Jazzercise Still Thrives After 50 Years... and Its Startup Fee Is Only $1,250 The workout franchise is still growing, still evolving and still dancing.
This story appears in the September 2019 issue of Entrepreneur. Subscribe »
It is 9:45 a.m. on a Wednesday morning in Oceanside, Calif., and the crown jewel of the Jazzercise class schedule is hitting its stride. It's called Dance Mixx, and it's taught by Shanna Missett Nelson, the daughter of Jazzercise's founder and CEO. Nelson says that Jazzercise prides itself on having "a little sprinkle of everybody in class," and the more than 60 women who gather in this studio next to a Buffalo Wild Wings indeed represent a little bit of everybody. There's one in the front row with hair dyed neon red, another near the windows dancing in her sandals, a lanky 18-year-old in sleek, forest-green leggings, and a group of 40-somethings who call themselves the Mom Squad, who whoop and rib each other throughout the session.

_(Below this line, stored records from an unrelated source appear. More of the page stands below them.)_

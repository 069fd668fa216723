//! Mailbox provider registry and MX host matching.
//!
//! A hostname matches a provider when it equals one of the provider's MX
//! suffixes, or ends with `"." + suffix`. Comparison is case-insensitive and
//! done in trailing-dot form.

mod builtin;
mod error;
mod types;

use std::borrow::Cow;
use std::collections::HashMap;

pub use error::RegistryError;
pub use types::{AddressingRules, MailboxProvider};

use builtin::{BUILTIN_INDEX, BUILTIN_PROVIDERS};

/// Find the built-in provider owning `hostname`.
pub fn find_provider_by_domain(hostname: &str) -> Option<&'static MailboxProvider> {
    let host = normalize_host(hostname)?;
    best_match(&host, |suffix| BUILTIN_INDEX.get(suffix).copied()).map(|idx| &BUILTIN_PROVIDERS[idx])
}

/// Providers keyed by MX suffix.
#[derive(Debug, Clone)]
pub struct ProviderRegistry {
    providers: Cow<'static, [MailboxProvider]>,
    index: SuffixIndex,
}

#[derive(Debug, Clone)]
enum SuffixIndex {
    Builtin,
    Custom(HashMap<String, usize>),
}

impl ProviderRegistry {
    /// The built-in registry of well-known providers.
    pub fn builtin() -> Self {
        Self {
            providers: Cow::Borrowed(&BUILTIN_PROVIDERS[..]),
            index: SuffixIndex::Builtin,
        }
    }

    /// Build a registry from `providers`, in registration order.
    ///
    /// Names must be unique and every MX suffix must belong to a single
    /// provider.
    pub fn new(providers: Vec<MailboxProvider>) -> Result<Self, RegistryError> {
        let mut index: HashMap<String, usize> = HashMap::new();
        for (idx, provider) in providers.iter().enumerate() {
            if providers[..idx].iter().any(|p| p.name == provider.name) {
                return Err(RegistryError::duplicate(provider.name));
            }
            for suffix in provider.mx_domains {
                let key =
                    normalize_host(suffix).ok_or_else(|| RegistryError::empty_suffix(provider.name))?;
                if key == "." {
                    return Err(RegistryError::empty_suffix(provider.name));
                }
                match index.get(&key) {
                    Some(&owner) if owner != idx => {
                        return Err(RegistryError::shared_suffix(
                            key,
                            providers[owner].name,
                            provider.name,
                        ));
                    }
                    Some(_) => {}
                    None => {
                        index.insert(key, idx);
                    }
                }
            }
        }
        Ok(Self {
            providers: Cow::Owned(providers),
            index: SuffixIndex::Custom(index),
        })
    }

    /// Providers in registration order.
    pub fn providers(&self) -> &[MailboxProvider] {
        &self.providers
    }

    pub fn get(&self, name: &str) -> Option<&MailboxProvider> {
        self.providers.iter().find(|p| p.name == name)
    }

    /// Find the provider owning `hostname`, if any.
    ///
    /// When several suffixes of the hostname are registered, the provider
    /// registered first wins.
    pub fn find_provider_by_domain(&self, hostname: &str) -> Option<&MailboxProvider> {
        let host = normalize_host(hostname)?;
        let idx = match &self.index {
            SuffixIndex::Builtin => best_match(&host, |suffix| BUILTIN_INDEX.get(suffix).copied()),
            SuffixIndex::Custom(map) => best_match(&host, |suffix| map.get(suffix).copied()),
        }?;
        self.providers.get(idx)
    }
}

impl Default for ProviderRegistry {
    fn default() -> Self {
        Self::builtin()
    }
}

/// Return the first provider matching any of `hosts`, in the given order.
pub fn detect_provider<'r, S>(hosts: &[S], registry: &'r ProviderRegistry) -> Option<&'r MailboxProvider>
where
    S: AsRef<str>,
{
    hosts
        .iter()
        .find_map(|host| registry.find_provider_by_domain(host.as_ref()))
}

/// Lower-case, trim and force the trailing-dot form.
pub(crate) fn normalize_host(hostname: &str) -> Option<String> {
    let trimmed = hostname.trim();
    if trimmed.is_empty() {
        return None;
    }
    let mut host = trimmed.to_ascii_lowercase();
    if !host.ends_with('.') {
        host.push('.');
    }
    Some(host)
}

// Walks `host` and every suffix starting after a '.', keeping the lowest
// registration index found.
fn best_match<F>(host: &str, lookup: F) -> Option<usize>
where
    F: Fn(&str) -> Option<usize>,
{
    let mut best: Option<usize> = None;
    let mut candidate = host;
    loop {
        if let Some(idx) = lookup(candidate) {
            best = Some(best.map_or(idx, |b| b.min(idx)));
        }
        match candidate.find('.') {
            Some(pos) if pos + 1 < candidate.len() => candidate = &candidate[pos + 1..],
            _ => break,
        }
    }
    best
}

"We try to come Monday through Friday," explains Stephanie Rosenthal, one of the moms, as she cools down after class. "Saturdays are for sports, and Sundays are for church." She first took to Jazzercise three years ago after she had a baby, but her friend Mindy Batt -- another Mom Squadder -- had been trying to get her to come for 20 years. "You get made fun of at first because they think it's for old ladies," says Batt. Rosenthal rejoins: "But I started coming, and my friends said, "You look amazing -- what are you doing?' "
Such is the challenge and opportunity for Jazzercise, the brand that practically created the fitness class as we know it -- but that doesn't always feel like it's kept up with industry changes. The 2019 fitness landscape teems with boutique studios, data tracking technology, and organized feats of strength. Jazzercise, meanwhile, has fallen out of the cultural conversation -- enough so that people may be surprised to learn it still exists. But it does, and it attracts millions of fans. The company did $98 million in sales in 2018 and has almost 1,800 locations, represented in every state in the U.S. and 25 countries.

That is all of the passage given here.